Mercure galant, mars 1692 [tome 3], p. 219-222.

Le 7. du mois passé Mr Lauri, fameux Juif de Mets, & l'un de plus sçavans Rabins de la Synagogue, fut baptisé dans l'Eglise de saint Simplice, l'une des plus belles de la Ville, qui estoit éclairée de quantité de lumieres, & que l'on avoit ornée de lustres & de riches tapisseries. Il s'y rendit, suivi de six de ses enfans, tous vestus de blanc avec des couronnes de fleurs sur leur teste, & qui estoient conduits par les personnes les plus qualifiées, qui leur devoient servir de parrains & de marraines. Il y avoit encore deux grandes Filles Juives, parentes de celuy qui faisoit le principal sujet de la feste. Mr le grand Vicaire, accompagné du Clergé, qui vint en Procession, fit ranger le Pere, les six Enfans, & les deux grandes Filles, & aprés avoir invoqué le S. Esprit, il leur donna à tous le Baptesme. Mr de Givry, Commandant dans la Place, & Madame l'Intendante, qui avoient conduit le Cathecumene au pied de l'Autel, le nommerent Louis, de la part du Roy.
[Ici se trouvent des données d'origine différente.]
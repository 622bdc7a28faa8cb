//! Delimited-text persistence for the offline matrices.
//!
//! Each artifact is one plain comma-delimited numeric file, one matrix row
//! per line. Loading parses the whole file, validates the shape against the
//! configured dimensions, and only then hands the matrix over: a corrupt or
//! mismatched artifact is rejected whole, never partially applied.

use std::fs;
use std::path::Path;

use nalgebra::DMatrix;

use crate::engine::errors::PersistenceError;

/// File name of the persisted transition matrix.
pub const TRANSITION_FILE: &str = "trans.csv";
/// File name of the persisted reward matrix.
pub const REWARD_FILE: &str = "rew.csv";
/// File name of the persisted alpha matrix.
pub const ALPHA_FILE: &str = "alpha.csv";

/// The three offline matrices as a persistable set.
#[derive(Debug, Clone)]
pub struct PolicyArtifacts {
    /// `N x N` transition model
    pub transition: DMatrix<f64>,
    /// `N x M` reward model
    pub reward: DMatrix<f64>,
    /// `N x M` alpha matrix
    pub alpha: DMatrix<f64>,
}

/// Write one matrix as comma-delimited text.
pub fn save_matrix(path: &Path, matrix: &DMatrix<f64>) -> Result<(), PersistenceError> {
    let mut out = String::new();
    for i in 0..matrix.nrows() {
        for j in 0..matrix.ncols() {
            if j > 0 {
                out.push(',');
            }
            out.push_str(&format!("{:e}", matrix[(i, j)]));
        }
        out.push('\n');
    }
    fs::write(path, out).map_err(|e| PersistenceError::Io {
        path: path.display().to_string(),
        detail: e.to_string(),
    })
}

/// Read one matrix, validating the shape before returning it.
///
/// The file must hold exactly `rows` lines of `cols` comma-delimited numeric
/// fields; anything else is a [`PersistenceError::ShapeMismatch`] or
/// [`PersistenceError::MalformedField`], and nothing is returned.
pub fn load_matrix(
    path: &Path,
    rows: usize,
    cols: usize,
    artifact: &str,
) -> Result<DMatrix<f64>, PersistenceError> {
    let text = fs::read_to_string(path).map_err(|e| PersistenceError::Io {
        path: path.display().to_string(),
        detail: e.to_string(),
    })?;

    let lines: Vec<&str> = text.lines().filter(|l| !l.trim().is_empty()).collect();
    let actual_cols = lines
        .first()
        .map(|l| l.split(',').count())
        .unwrap_or(0);
    if lines.len() != rows || actual_cols != cols {
        return Err(PersistenceError::ShapeMismatch {
            artifact: artifact.to_string(),
            expected: (rows, cols),
            actual: (lines.len(), actual_cols),
        });
    }

    let mut values = Vec::with_capacity(rows * cols);
    for (i, line) in lines.iter().enumerate() {
        let fields: Vec<&str> = line.split(',').collect();
        if fields.len() != cols {
            return Err(PersistenceError::ShapeMismatch {
                artifact: artifact.to_string(),
                expected: (rows, cols),
                actual: (lines.len(), fields.len()),
            });
        }
        for (j, field) in fields.iter().enumerate() {
            let value: f64 =
                field
                    .trim()
                    .parse()
                    .map_err(|_| PersistenceError::MalformedField {
                        path: path.display().to_string(),
                        row: i,
                        column: j,
                    })?;
            values.push(value);
        }
    }

    Ok(DMatrix::from_row_slice(rows, cols, &values))
}

/// Persist all three artifacts into a directory.
pub fn save_artifacts(dir: &Path, artifacts: &PolicyArtifacts) -> Result<(), PersistenceError> {
    fs::create_dir_all(dir).map_err(|e| PersistenceError::Io {
        path: dir.display().to_string(),
        detail: e.to_string(),
    })?;
    save_matrix(&dir.join(TRANSITION_FILE), &artifacts.transition)?;
    save_matrix(&dir.join(REWARD_FILE), &artifacts.reward)?;
    save_matrix(&dir.join(ALPHA_FILE), &artifacts.alpha)
}

/// Load all three artifacts, validating every shape against `(n, m)`.
///
/// All-or-nothing: the first failure aborts the load and the caller falls
/// back to re-solving.
pub fn load_artifacts(dir: &Path, n: usize, m: usize) -> Result<PolicyArtifacts, PersistenceError> {
    let transition = load_matrix(&dir.join(TRANSITION_FILE), n, n, "transition")?;
    let reward = load_matrix(&dir.join(REWARD_FILE), n, m, "reward")?;
    let alpha = load_matrix(&dir.join(ALPHA_FILE), n, m, "alpha")?;
    Ok(PolicyArtifacts {
        transition,
        reward,
        alpha,
    })
}

#[cfg(test)]
mod tests {
    use super::*;
    use std::path::PathBuf;

    fn scratch_dir(name: &str) -> PathBuf {
        let dir = std::env::temp_dir()
            .join("voxel_point_filter_tests")
            .join(format!("{}_{}", name, std::process::id()));
        fs::create_dir_all(&dir).unwrap();
        dir
    }

    #[test]
    fn test_matrix_round_trip() {
        let dir = scratch_dir("round_trip");
        let path = dir.join("m.csv");
        let matrix = DMatrix::from_row_slice(2, 3, &[1.0, -0.5, 3.25e-4, 0.0, 7.0, 1e12]);

        save_matrix(&path, &matrix).unwrap();
        let loaded = load_matrix(&path, 2, 3, "m").unwrap();

        for (a, b) in matrix.iter().zip(loaded.iter()) {
            assert!((a - b).abs() < 1e-12 * a.abs().max(1.0));
        }
        fs::remove_dir_all(&dir).ok();
    }

    #[test]
    fn test_missing_file_is_io_error() {
        let dir = scratch_dir("missing");
        let err = load_matrix(&dir.join("nope.csv"), 2, 2, "m").unwrap_err();
        assert!(matches!(err, PersistenceError::Io { .. }));
        fs::remove_dir_all(&dir).ok();
    }

    #[test]
    fn test_shape_mismatch_rejected() {
        let dir = scratch_dir("shape");
        let path = dir.join("m.csv");
        let matrix = DMatrix::from_element(3, 3, 1.0);
        save_matrix(&path, &matrix).unwrap();

        let err = load_matrix(&path, 4, 3, "m").unwrap_err();
        assert!(matches!(err, PersistenceError::ShapeMismatch { .. }));
        let err = load_matrix(&path, 3, 2, "m").unwrap_err();
        assert!(matches!(err, PersistenceError::ShapeMismatch { .. }));
        fs::remove_dir_all(&dir).ok();
    }

    #[test]
    fn test_malformed_field_rejected() {
        let dir = scratch_dir("malformed");
        let path = dir.join("m.csv");
        fs::write(&path, "1.0,2.0\n3.0,oops\n").unwrap();

        let err = load_matrix(&path, 2, 2, "m").unwrap_err();
        match err {
            PersistenceError::MalformedField { row, column, .. } => {
                assert_eq!(row, 1);
                assert_eq!(column, 1);
            }
            other => panic!("unexpected error {:?}", other),
        }
        fs::remove_dir_all(&dir).ok();
    }

    #[test]
    fn test_artifact_set_round_trip() {
        let dir = scratch_dir("artifacts");
        let artifacts = PolicyArtifacts {
            transition: DMatrix::from_element(3, 3, 1.0 / 3.0),
            reward: DMatrix::from_element(3, 2, -0.5),
            alpha: DMatrix::from_element(3, 2, 0.25),
        };
        save_artifacts(&dir, &artifacts).unwrap();

        let loaded = load_artifacts(&dir, 3, 2).unwrap();
        assert_eq!(loaded.transition.shape(), (3, 3));
        assert_eq!(loaded.reward.shape(), (3, 2));
        assert_eq!(loaded.alpha.shape(), (3, 2));

        // a wrong dimension rejects the whole set
        assert!(load_artifacts(&dir, 4, 2).is_err());
        fs::remove_dir_all(&dir).ok();
    }
}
Il seroit bien difficile d'oüir une symphonie plus animée que celle des Trompettes, des Flutes douces, des Haut-bois, des Violons, & des Orgues, qui faisoient retentir toute l'Eglise de Cantiques de joye & de loüanges. Dans la Place qui répond à la porte de cette Eglise, estoient plusieurs bataillons rangez en bel ordre, qui firent trois décharges de mousqueterie, tandis que le Canon de la Citadelle se faisoit entendre avec grand bruit. Aprés la cérémonie, tous les nouveaux baptisez furent conduits chez Mr l'Intendant. La Femme de Mr Lauri qui s'estoit fortement opposée à la conversion de son Mary, & à celle de ses Enfans, fut touchée de Dieu quelques jours aprés, & on la vit disposée à recevoir le Baptesme, à l'arrivée de Mr l'Evesque de Mets, que l'on attendoit incessamment.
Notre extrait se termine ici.